"On January 7, 1855, the minister of New Park Street Chapel, Southwark , England , opened his morning sermon as follows:
‘It has been said by someone that "the proper study of mankind is man." I will not oppose the idea, but I believe it is equally true that the proper study of God's elect is God; the proper study of a Christian is the Godhead. The highest science, the loftiest speculation, the mightiest philosophy, which can ever engage the attention of a child of God, is the name, the nature, the person, the work, the doings, and the existence of the great God whom he calls his Father.

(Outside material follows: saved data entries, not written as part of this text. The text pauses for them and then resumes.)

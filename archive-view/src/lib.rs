//! # archive-view
//!
//! Terminal viewer for metainfo archives, built on `metainfo-browser`.
//!
//! ## Features
//!
//! - **Show**: render any node of an archive, as text or JSON
//! - **Lanes**: print the breadcrumb lanes leading to a path
//! - **Search**: list where properties carry data
//! - **Browse**: interactive navigation with paging of long lists
//! - **Config schema**: JSON Schema of the config file
//!
//! ## Modules
//!
//! - [`cli`] - Command line arguments
//! - [`ctx`] - Application context and file loading
//! - [`output`] - Colored terminal output
//! - [`shell`] - Interactive browsing

use std::io::Write;

use metainfo_browser::{config::BrowserConfig, search};

/// Command line arguments.
pub mod cli;

/// Application context and state management.
pub mod ctx;

/// Colored rendering of nodes, lanes and search results.
pub mod output;

/// Line-oriented interactive browser.
pub mod shell;

#[macro_use]
extern crate log;
#[macro_use]
extern crate anyhow;

use cli::{Cli, Commands};
use ctx::ViewContext;

/// Execute a parsed command line, writing results to `out`.
pub async fn run(cli: Cli, out: &mut impl Write) -> anyhow::Result<()> {
    if let Commands::ConfigSchema = cli.command {
        let schema = BrowserConfig::json_schema();
        writeln!(out, "{}", serde_json::to_string_pretty(&schema)?)?;
        return Ok(());
    }

    let ctx = ViewContext::load(&cli.paths(), &cli.overrides()).await?;
    match cli.command {
        Commands::Show { path, json } => {
            let mut nav = ctx.navigator();
            nav.navigate(&path)?;
            let node = nav.render(&ctx.flags(), &ctx.units);
            if json {
                writeln!(out, "{}", serde_json::to_string_pretty(&node)?)?;
            } else {
                output::write_node(out, &node)?;
            }
        }
        Commands::Lanes { path } => {
            let mut nav = ctx.navigator();
            nav.navigate(&path)?;
            output::write_lanes(out, &nav)?;
        }
        Commands::Search { query } => {
            let index = ctx.search_index();
            let hits = search::filter(&index, query.as_deref().unwrap_or(""));
            output::write_search(out, &hits)?;
        }
        Commands::Browse => {
            let stdin = std::io::stdin();
            shell::Shell::new(&ctx).run(stdin.lock(), out).await?;
        }
        Commands::ConfigSchema => {}
    }
    Ok(())
}
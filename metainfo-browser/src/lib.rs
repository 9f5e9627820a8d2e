//! # metainfo-browser
//!
//! Lazy, schema-driven navigation over large nested archive documents.
//!
//! A document is a JSON tree whose every node is governed by a definition
//! from a schema: sections group named properties, quantities are typed,
//! possibly unit-bearing leaves, and sub-sections nest further sections,
//! optionally as repeating lists.
//!
//! ## Features
//!
//! - Schema registry with name and positional references, inheritance and
//!   eager detection of unresolved references
//! - Adaptors pairing a data node with its definition, created one step at a
//!   time as the user navigates
//! - Breadcrumb lanes with atomic transitions
//! - Windowed access to long lists, with remote page fetching
//! - A search index over the data actually present
//! - Display-time unit conversion through a configurable table
//!
//! ## Quick Start
//!
//! ```rust,no_run
//! use std::sync::Arc;
//! use metainfo_browser::{Adaptor, ArchiveContext, Navigator, SchemaRegistry, config::BrowserConfig};
//!
//! # fn main() -> anyhow::Result<()> {
//! let schema: serde_json::Value = serde_json::from_str(&std::fs::read_to_string("schema.json")?)?;
//! let document: serde_json::Value = serde_json::from_str(&std::fs::read_to_string("archive.json")?)?;
//! let config = BrowserConfig::load("browser.toml")?;
//!
//! let registry = Arc::new(SchemaRegistry::from_json(&schema)?);
//! let archive = ArchiveContext::new(registry, Arc::new(document));
//! let mut nav = Navigator::new(Adaptor::root(archive), config.pagination);
//! nav.push("run:0")?;
//! let node = nav.render(&config.display.flags, &config.unit_context()?);
//! println!("{}", serde_json::to_string_pretty(&node)?);
//! # Ok(())
//! # }
//! ```
//!
//! ## Modules
//!
//! - [`data`] - Definitions, schema registry and document paths
//! - [`adaptor`] - Data node and definition pairs
//! - [`lanes`] - Breadcrumb navigation
//! - [`pager`] - List windows
//! - [`search`] - Search index
//! - [`source`] - Document and page sources

#[macro_use]
extern crate log;

pub mod adaptor;
pub mod config;
/// Definitions, schema loading and document paths.
pub mod data;
pub mod error;
pub mod lanes;
pub mod pager;
pub mod render;
pub mod search;
pub mod source;
pub mod units;

pub use adaptor::{Adaptor, AdaptorId, AdaptorKind, ArchiveContext};
pub use data::{ArchivePath, ChildKey, SchemaRegistry};
pub use error::{NavError, SchemaError, SourceError, UnitError};
pub use lanes::{Lane, LaneId, Navigator};
pub use render::{RenderKind, RenderNode, ViewFlags};
pub use serde_json::Value;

There is something exceedingly improving to the mind in a contemplation of the Divinity. It is a subject so vast, that all our thoughts are lost in its immensity; so deep, that our pride is drowned in its infinity. Other subjects we can compass and grapple with; in them we feel a kind of self-content, and go our way with the thought, "Behold I am wise." But when we come to this master science, finding that our plumb line cannot sound its depth, and that our eagle eye cannot see its height, we turn away with the thought that vain man would be wise, but he is like a wild ass's colt; and with solemn exclamation, "I am but of yesterday, and know nothing." No subject of contemplation will tend more to humble the mind, than thoughts of God. . .
But while the subject humbles the mind, it also expands it. He who often thinks of God, will have a larger mind than the man who simply plods around this narrow globe. . . . The most excellent study for expanding the soul, is the science of Christ, and Him crucified, and the knowledge of the Godhead in the glorious Trinity. Nothing will so enlarge the intellect, nothing so magnify the whole soul of man, as a devout, earnest, continued investigation of the great subject of the Deity.
And, whilst humbling and expanding, this subject is eminently consolatory. Oh, there is, in contemplating Christ, a balm for every wound; in musing on the Father, there is a quietus for every grief; and in the influence of the Holy Ghost, there is a balsam for every sore. Would you lose your sorrow? Would you drown your cares? Then go, plunge yourself in the Godhead's deepest sea; be lost in his immensity; and you shall come forth as from a couch of rest, refreshed and invigorated. I know nothing which can so comfort the soul; so calm the swelling billows of sorrow and grief; so speak peace to the winds of trial, as a devout musing upon the subject of the Godhead. It is to that subject that I invite you this morning.
These words, spoken over a century ago by C. H. Spurgeon (at that time, incredibly, only twenty years old) were true then, and they are true now. Many people have various views of God. Erwin Lutzer, in his book, "Ten Lies About God," writes: "‘I believe in God' is perhaps one of the most meaningless statements we can make today. The word God has become a canvas on which each is free to paint his own portrait of the divine; like the boy scribbling at his desk, we can draw God according to whatever specifications we please. For some He is ‘psychic energy"; for others He is ‘whatever is stronger than I am' or ‘an inner power to lead us to deeper consciousness.' To say, ‘I believe in God' might simply mean that we are seeing ourselves in a full-length mirror" (pp.2-3). Donald McCullough adds: "When the true story gets told, whether in the partial light of historical perspective or in the perfect light of eternity, it may well be revealed that the worst sin of the church at the end of the twentieth century has been the trivialization of God...We prefer the illusion of a safer deity, and so we have pared God down to more manageable proportions" (Quoted in Ten Lies About God by Erwin Lutzer).
How do you see God? Do you see Him as "a safer deity" or a "God of more manageable proportions?" The best place to get a safe view of God is from the Bible. For it is there where God is revealed. Begin reading His Word today as Jesus taught the disciples to pray. He said, "Hallowed by Your Name" (Mat.6:9).